Avedro Announces CE Approval for Lasik Xtra ™

Avedro, Inc.

Avedro Announces CE Approval for Lasik Xtra ™

January 4, 2012

Waltham, Massachusetts, USA, January 4, 2012 -- Avedro, Inc. announced today that the Company’s proprietary Lasik Xtra procedure has received CE Approval. Lasik Xtra is a two minute procedure used in conjunction with standard Lasik to restore the biomechanical integrity and strength to the cornea after a Lasik procedure. Lasik Xtra has been successfully used in thousands of Lasik surgeries outside the US.

“Cross-linking within a LASIK procedure using Lasik Xtra is simple, fast and safe,” said A. John Kanellopoulos, MD, a leading refractive surgeon and member of Avedro’s Medical Advisory Board. “In studies we’ll be reporting at ASCRS in April we’ve found that after almost two years of follow-up, hyperopes appear to have a completely different clinical course if we employ prophylactic cross-linking in their LASIK procedures. Hyperopic LASIK typically regresses more than myopic LASIK.”
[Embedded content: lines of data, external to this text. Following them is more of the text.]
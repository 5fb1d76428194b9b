//! Product Advertising API modules: request building, signing, transport,
//! and response normalization.

pub mod client;
pub mod error;
pub mod marketplace;
pub mod models;
pub mod normalize;
pub mod request;
pub mod sign;
pub mod transport;

pub use client::{Clock, PaapiClient, SystemClock};
pub use error::PaapiError;
pub use marketplace::Marketplace;
pub use models::{NormalizedPrice, ProductSummary, SearchQuery, SearchResult};
pub use transport::{HttpTransport, RawReply, SignedRequest, Transport};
Lasik Xtra combines VibeX™ (riboflavin ophthalmic solution) with its KXL™ System (UVA irradiation) to achieve accelerated corneal cross-linking during a Lasik procedure. "Avedro has the only cross-linking products specifically CE approved for performing Lasik Xtra and we are pleased to offer those products to a growing number of ophthalmologists and their Lasik patients outside the US,” said David Muller, CEO of Avedro.

About Avedro, Inc.

Avedro is a privately held medical device and pharmaceutical company advancing the science and technology of corneal cross-linking. Avedro recently completed its US‐based, multi-centered, Phase III studies of corneal cross-linking for the treatment of progressive keratoconus and corneal ectasia following refractive surgery. Outside the United States, Avedro has commercialized both VibeX and its KXL System for performing Lasik Xtra and accelerated cross-linking. Additionally, Avedro is developing the science of Thermo‐biomechanics for therapeutic medical applications. The Keraflex® refractive correction procedure is the first technology developed from the Thermo‐biomechanics platform and is a non‐invasive, incision‐less ophthalmic procedure for flattening the cornea without the removal of tissue. Keraflex offers the unique ability to induce refractive change without weakening the cornea’s biomechanical integrity, as happens with Lasik and other refractive correction procedures. Keraflex is commercially available outside of the United States.